**Aim of the task**
Repeat precisely, and only, the lines between the line containing "use async_trait::async_trait;" and the end of the listing below, both ends included.

**Exercise material**
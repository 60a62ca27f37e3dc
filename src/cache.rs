//! cache.rs - TTL-keyed in-memory cache for quotes and provider metadata
//!
//! Expiry is computed on read from the entry's own TTL; expired entries are
//! removed lazily when they are read. There is no background sweep.

use log::debug;
use std::collections::HashMap;
use std::fmt;
use std::sync::atomic::{AtomicU64, Ordering};
use std::time::{Duration, Instant};
use tokio::sync::RwLock;

use crate::models::TokenKey;

/// Composite cache key
#[derive(Debug, Clone, PartialEq, Eq, Hash)]
pub enum CacheKey {
    /// A price for one token from one provider
    Price { provider: String, token: TokenKey },
    /// Any other lookup, keyed by endpoint and its parameters
    Endpoint {
        provider: String,
        endpoint: String,
        params: String,
    },
}

impl CacheKey {
    pub fn price(provider: &str, token: &TokenKey) -> Self {
        CacheKey::Price {
            provider: provider.to_string(),
            token: token.clone(),
        }
    }

    pub fn endpoint(provider: &str, endpoint: &str, params: &str) -> Self {
        CacheKey::Endpoint {
            provider: provider.to_string(),
            endpoint: endpoint.to_string(),
            params: params.to_string(),
        }
    }
}

impl fmt::Display for CacheKey {
    fn fmt(&self, f: &mut fmt::Formatter<'_>) -> fmt::Result {
        match self {
            CacheKey::Price { provider, token } => write!(f, "{}:price:{}", provider, token),
            CacheKey::Endpoint {
                provider,
                endpoint,
                params,
            } => write!(f, "{}:{}?{}", provider, endpoint, params),
        }
    }
}

#[derive(Debug, Clone)]
struct CacheEntry<V> {
    payload: V,
    created_at: Instant,
    ttl: Duration,
}

impl<V> CacheEntry<V> {
    fn is_fresh(&self) -> bool {
        self.created_at.elapsed() < self.ttl
    }
}

/// Hit/miss counters since construction
#[derive(Debug, Clone, Copy, Default, PartialEq, Eq)]
pub struct CacheStats {
    pub hits: u64,
    pub misses: u64,
}

impl CacheStats {
    pub fn hit_rate(&self) -> f64 {
        let total = self.hits + self.misses;
        if total == 0 {
            0.0
        } else {
            self.hits as f64 / total as f64
        }
    }
}

#[derive(Debug)]
pub struct PriceCache<V> {
    entries: RwLock<HashMap<CacheKey, CacheEntry<V>>>,
    hits: AtomicU64,
    misses: AtomicU64,
}

impl<V: Clone> PriceCache<V> {
    pub fn new() -> Self {
        PriceCache {
            entries: RwLock::new(HashMap::new()),
            hits: AtomicU64::new(0),
            misses: AtomicU64::new(0),
        }
    }

    /// Fresh value for `key`, or `None`. An expired entry is deleted here.
    pub async fn get(&self, key: &CacheKey) -> Option<V> {
        {
            let entries = self.entries.read().await;
            match entries.get(key) {
                Some(entry) if entry.is_fresh() => {
                    self.hits.fetch_add(1, Ordering::Relaxed);
                    return Some(entry.payload.clone());
                }
                Some(_) => {}
                None => {
                    self.misses.fetch_add(1, Ordering::Relaxed);
                    return None;
                }
            }
        }

        // Expired: re-check under the write lock, a writer may have refreshed it.
        let mut entries = self.entries.write().await;
        if let Some(entry) = entries.get(key) {
            if entry.is_fresh() {
                self.hits.fetch_add(1, Ordering::Relaxed);
                return Some(entry.payload.clone());
            }
            entries.remove(key);
            debug!("Cache entry expired: {}", key);
        }
        self.misses.fetch_add(1, Ordering::Relaxed);
        None
    }

    /// Insert or overwrite; the entry's clock restarts now.
    pub async fn set(&self, key: CacheKey, value: V, ttl: Duration) {
        let entry = CacheEntry {
            payload: value,
            created_at: Instant::now(),
            ttl,
        };
        self.entries.write().await.insert(key, entry);
    }

    pub async fn remove(&self, key: &CacheKey) -> Option<V> {
        self.entries.write().await.remove(key).map(|e| e.payload)
    }

    /// Number of stored entries, expired ones included until read or purged
    pub async fn len(&self) -> usize {
        self.entries.read().await.len()
    }

    pub async fn is_empty(&self) -> bool {
        self.entries.read().await.is_empty()
    }

    /// Drop every expired entry; returns how many were removed
    pub async fn purge_expired(&self) -> usize {
        let mut entries = self.entries.write().await;
        let before = entries.len();
        entries.retain(|_, entry| entry.is_fresh());
        before - entries.len()
    }

    pub async fn clear(&self) {
        self.entries.write().await.clear();
    }

    pub fn stats(&self) -> CacheStats {
        CacheStats {
            hits: self.hits.load(Ordering::Relaxed),
            misses: self.misses.load(Ordering::Relaxed),
        }
    }
}

impl<V: Clone> Default for PriceCache<V> {
    fn default() -> Self {
        Self::new()
    }
}

#[cfg(test)]
mod tests {
    use super::*;
    use crate::models::PriceQuote;
    use rust_decimal_macros::dec;

    fn sol_key() -> CacheKey {
        CacheKey::price(
            "okx-dex",
            &TokenKey::new("501", "So11111111111111111111111111111111111111112"),
        )
    }

    #[tokio::test]
    async fn test_get_returns_last_set_value_within_ttl() {
        let cache = PriceCache::new();
        let token = TokenKey::new("501", "So11111111111111111111111111111111111111112");

        cache
            .set(sol_key(), PriceQuote::new("okx-dex", &token, dec!(149)), Duration::from_secs(60))
            .await;
        let latest = PriceQuote::new("okx-dex", &token, dec!(150.25));
        cache.set(sol_key(), latest.clone(), Duration::from_secs(60)).await;

        assert_eq!(cache.get(&sol_key()).await, Some(latest));
        assert_eq!(cache.len().await, 1);
    }

    #[tokio::test]
    async fn test_expired_entry_is_removed_on_read() {
        let cache = PriceCache::new();
        cache.set(sol_key(), 1u32, Duration::from_millis(20)).await;
        assert_eq!(cache.get(&sol_key()).await, Some(1));

        tokio::time::sleep(Duration::from_millis(40)).await;

        assert_eq!(cache.len().await, 1);
        assert_eq!(cache.get(&sol_key()).await, None);
        assert_eq!(cache.len().await, 0);
    }

    #[tokio::test]
    async fn test_each_entry_uses_its_own_ttl() {
        let cache = PriceCache::new();
        let short = CacheKey::endpoint("okx-cex", "/api/v5/market/tickers", "instType=SPOT");
        cache.set(short.clone(), "tickers", Duration::from_millis(10)).await;
        cache.set(sol_key(), "price", Duration::from_secs(60)).await;

        tokio::time::sleep(Duration::from_millis(30)).await;

        assert_eq!(cache.purge_expired().await, 1);
        assert_eq!(cache.get(&short).await, None);
        assert_eq!(cache.get(&sol_key()).await, Some("price"));
    }

    #[tokio::test]
    async fn test_overwrite_restarts_clock() {
        let cache = PriceCache::new();
        cache.set(sol_key(), 1u8, Duration::from_millis(40)).await;
        tokio::time::sleep(Duration::from_millis(25)).await;
        cache.set(sol_key(), 2u8, Duration::from_millis(40)).await;
        tokio::time::sleep(Duration::from_millis(25)).await;

        assert_eq!(cache.get(&sol_key()).await, Some(2));
    }

    #[tokio::test]
    async fn test_stats_track_hits_and_misses() {
        let cache = PriceCache::new();
        assert_eq!(cache.get(&sol_key()).await, None::<u8>);
        cache.set(sol_key(), 9u8, Duration::from_secs(1)).await;
        assert_eq!(cache.get(&sol_key()).await, Some(9));
        assert_eq!(cache.get(&sol_key()).await, Some(9));

        let stats = cache.stats();
        assert_eq!(stats, CacheStats { hits: 2, misses: 1 });
        assert!((stats.hit_rate() - 2.0 / 3.0).abs() < 1e-9);
    }

    #[tokio::test]
    async fn test_remove_and_clear() {
        let cache = PriceCache::new();
        assert!(cache.is_empty().await);

        let tickers = CacheKey::endpoint("okx-cex", "/api/v5/market/tickers", "instType=SPOT");
        cache.set(sol_key(), 1u8, Duration::from_secs(60)).await;
        cache.set(tickers.clone(), 2u8, Duration::from_secs(60)).await;

        assert_eq!(cache.remove(&sol_key()).await, Some(1));
        assert_eq!(cache.remove(&sol_key()).await, None);
        assert_eq!(cache.get(&sol_key()).await, None);
        assert!(!cache.is_empty().await);

        cache.clear().await;
        assert!(cache.is_empty().await);
        assert_eq!(cache.get(&tickers).await, None);
    }

    #[test]
    fn test_key_display() {
        let key = CacheKey::endpoint("okx-dex", "/all-tokens", "chainIndex=1");
        assert_eq!(key.to_string(), "okx-dex:/all-tokens?chainIndex=1");
    }
}
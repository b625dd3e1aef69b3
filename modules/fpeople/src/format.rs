use serde::{Deserialize, Serialize};
use serde_json::Value;
use serpstack_client::SearchResponse;

pub const NO_TITLE: &str = "No Title";
pub const NO_URL: &str = "No URL";
pub const NO_DESCRIPTION: &str = "No Description";
pub const NO_DOMAIN: &str = "No Domain";

/// The subset of an organic result shown to the user and written to disk.
#[derive(Debug, Clone, PartialEq, Eq, Serialize, Deserialize)]
pub struct FormattedResult {
    pub title: String,
    pub url: String,
    pub snippet: String,
    pub domain: String,
}

impl FormattedResult {
    fn from_record(record: &Value) -> Self {
        let field = |key: &str, placeholder: &str| {
            record
                .get(key)
                .and_then(Value::as_str)
                .unwrap_or(placeholder)
                .to_string()
        };

        Self {
            title: field("title", NO_TITLE),
            url: field("url", NO_URL),
            snippet: field("snippet", NO_DESCRIPTION),
            domain: field("domain", NO_DOMAIN),
        }
    }
}

/// Case-sensitive substring filters. A record must match every filter that is set.
#[derive(Debug, Clone, Default, PartialEq, Eq)]
pub struct Filter {
    pub domain: Option<String>,
    pub keyword: Option<String>,
}

impl Filter {
    pub fn is_empty(&self) -> bool {
        self.domain.is_none() && self.keyword.is_none()
    }

    pub fn matches(&self, result: &FormattedResult) -> bool {
        if let Some(domain) = &self.domain {
            if !result.domain.contains(domain.as_str()) {
                return false;
            }
        }
        if let Some(keyword) = &self.keyword {
            if !result.snippet.contains(keyword.as_str()) {
                return false;
            }
        }
        true
    }
}

/// Extract and filter the organic results of a response. A response without a
/// usable `organic_results` list yields nothing.
pub fn format_results(response: &SearchResponse, filter: &Filter) -> Vec<FormattedResult> {
    let Some(records) = response.organic_results() else {
        return Vec::new();
    };

    records
        .iter()
        .map(FormattedResult::from_record)
        .filter(|r| filter.matches(r))
        .collect()
}

/// Console rendering of one result, numbered from 1.
pub fn render_result(index: usize, result: &FormattedResult) -> String {
    let mut out = format!(
        "{index}. {}\n   URL: {}\n   Domain: {}",
        result.title, result.url, result.domain
    );
    if !result.snippet.is_empty() {
        out.push_str(&format!("\n   Description: {}", result.snippet));
    }
    out
}
use std::fs::OpenOptions;
use std::path::Path;
use std::sync::Mutex;

use anyhow::{Context, Result};
use tracing_subscriber::EnvFilter;

const DEFAULT_DIRECTIVES: &str = "fpeople=info,serpstack_client=info";

/// Install the global subscriber, appending plain-text lines to `log_file`.
/// The terminal stays reserved for the interactive dialogue.
pub fn init(log_file: &Path) -> Result<()> {
    let file = OpenOptions::new()
        .create(true)
        .append(true)
        .open(log_file)
        .with_context(|| format!("Failed to open log file {}", log_file.display()))?;

    let filter =
        EnvFilter::try_from_default_env().unwrap_or_else(|_| EnvFilter::new(DEFAULT_DIRECTIVES));

    tracing_subscriber::fmt()
        .with_env_filter(filter)
        .with_ansi(false)
        .with_writer(Mutex::new(file))
        .try_init()
        .map_err(|e| anyhow::anyhow!("Failed to install log subscriber: {e}"))?;

    Ok(())
}
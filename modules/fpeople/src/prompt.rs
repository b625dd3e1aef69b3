use std::io;

use console::style;
use dialoguer::theme::ColorfulTheme;
use dialoguer::{Confirm, Input};

/// How a console line should be presented.
#[derive(Debug, Clone, Copy, PartialEq, Eq)]
pub enum Tone {
    Plain,
    Header,
    Info,
    Success,
    Error,
}

/// The console side of the session. Ctrl-C at a prompt surfaces as an
/// `io::ErrorKind::Interrupted` error.
pub trait Prompter {
    /// Free-text input; may return an empty string.
    fn input(&mut self, prompt: &str) -> io::Result<String>;

    fn confirm(&mut self, prompt: &str) -> io::Result<bool>;

    fn say(&mut self, tone: Tone, text: &str);
}

/// Prompter backed by the real terminal.
pub struct TerminalPrompter {
    theme: ColorfulTheme,
}

impl TerminalPrompter {
    pub fn new() -> Self {
        Self {
            theme: ColorfulTheme::default(),
        }
    }
}

impl Default for TerminalPrompter {
    fn default() -> Self {
        Self::new()
    }
}

impl Prompter for TerminalPrompter {
    fn input(&mut self, prompt: &str) -> io::Result<String> {
        Input::<String>::with_theme(&self.theme)
            .with_prompt(prompt)
            .allow_empty(true)
            .interact_text()
            .map_err(into_io)
    }

    fn confirm(&mut self, prompt: &str) -> io::Result<bool> {
        Confirm::with_theme(&self.theme)
            .with_prompt(prompt)
            .default(false)
            .interact()
            .map_err(into_io)
    }

    fn say(&mut self, tone: Tone, text: &str) {
        match tone {
            Tone::Plain => println!("{text}"),
            Tone::Header => println!("\n{}", style(text).bold().cyan()),
            Tone::Info => println!("\n{}", style(text).dim()),
            Tone::Success => println!("{}", style(text).green()),
            Tone::Error => println!("{}", style(text).red()),
        }
    }
}

fn into_io(err: dialoguer::Error) -> io::Error {
    match err {
        dialoguer::Error::IO(e) => e,
    }
}
//! One-shot, non-interactive lookup behind `fpeople lookup`.

use std::io::{self, Write};
use std::path::PathBuf;

use serpstack_client::SearchOverrides;
use thiserror::Error;
use tracing::{info, warn};

use crate::format::{format_results, render_result, Filter, FormattedResult};
use crate::persist::{PersistError, ResultWriter};
use crate::search::PeopleSearcher;
use crate::validate::validate_name;

#[derive(Debug, Error)]
pub enum LookupError {
    #[error("invalid name: minimum 2 characters")]
    InvalidName,

    #[error("search failed: {0}")]
    Search(String),

    #[error("failed to save results: {0}")]
    Persist(#[from] PersistError),

    #[error("failed to write output: {0}")]
    Io(#[from] io::Error),

    #[error("failed to encode results: {0}")]
    Json(#[from] serde_json::Error),
}

#[derive(Debug, Clone, Default)]
pub struct LookupRequest {
    pub name: String,
    pub overrides: SearchOverrides,
    pub filter: Filter,
    /// File name stem to save under, if any.
    pub save: Option<String>,
    /// Print the results as a JSON array instead of numbered blocks.
    pub json: bool,
}

#[derive(Debug)]
pub struct LookupOutcome {
    pub results: Vec<FormattedResult>,
    pub saved: Option<PathBuf>,
}

/// Search once, print the results to `out` and optionally save them.
///
/// Nothing is written to `out` when the name is rejected or the provider
/// reports an error.
pub async fn run_lookup<S, W>(
    searcher: &S,
    writer: &ResultWriter,
    request: &LookupRequest,
    out: &mut W,
) -> Result<LookupOutcome, LookupError>
where
    S: PeopleSearcher + ?Sized,
    W: Write,
{
    let name = request.name.trim();
    if !validate_name(name) {
        return Err(LookupError::InvalidName);
    }

    let response = searcher.lookup(name, &request.overrides).await;
    if let Some(message) = response.error_message() {
        warn!(full_name = %name, error = %message, "Lookup failed");
        return Err(LookupError::Search(message));
    }

    let results = format_results(&response, &request.filter);
    info!(full_name = %name, count = results.len(), "Lookup complete");

    if request.json {
        serde_json::to_writer_pretty(&mut *out, &results)?;
        writeln!(out)?;
    } else if results.is_empty() {
        writeln!(out, "No results found.")?;
    } else {
        for (idx, result) in results.iter().enumerate() {
            writeln!(out, "{}\n", render_result(idx + 1, result))?;
        }
    }
    out.flush()?;

    let saved = match request.save.as_deref() {
        Some(stem) => Some(writer.save(stem, &results)?),
        None => None,
    };

    Ok(LookupOutcome { results, saved })
}
use async_trait::async_trait;
use serpstack_client::{SearchOverrides, SearchResponse, SerpstackClient};

// --- PeopleSearcher trait ---

/// One name lookup against the search provider. Failures come back in-band as
/// a response carrying an `error` entry.
#[async_trait]
pub trait PeopleSearcher: Send + Sync {
    async fn lookup(&self, full_name: &str, overrides: &SearchOverrides) -> SearchResponse;
}

#[async_trait]
impl PeopleSearcher for SerpstackClient {
    async fn lookup(&self, full_name: &str, overrides: &SearchOverrides) -> SearchResponse {
        self.search_person(full_name, overrides).await
    }
}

**Your solution**
use async_trait::async_trait;
use serpstack_client::{SearchOverrides, SearchResponse, SerpstackClient};

// --- PeopleSearcher trait ---

/// One name lookup against the search provider. Failures come back in-band as
/// a response carrying an `error` entry.
#[async_trait]
pub trait PeopleSearcher: Send + Sync {
    async fn lookup(&self, full_name: &str, overrides: &SearchOverrides) -> SearchResponse;
}

#[async_trait]
impl PeopleSearcher for SerpstackClient {
    async fn lookup(&self, full_name: &str, overrides: &SearchOverrides) -> SearchResponse {
        self.search_person(full_name, overrides).await
    }
}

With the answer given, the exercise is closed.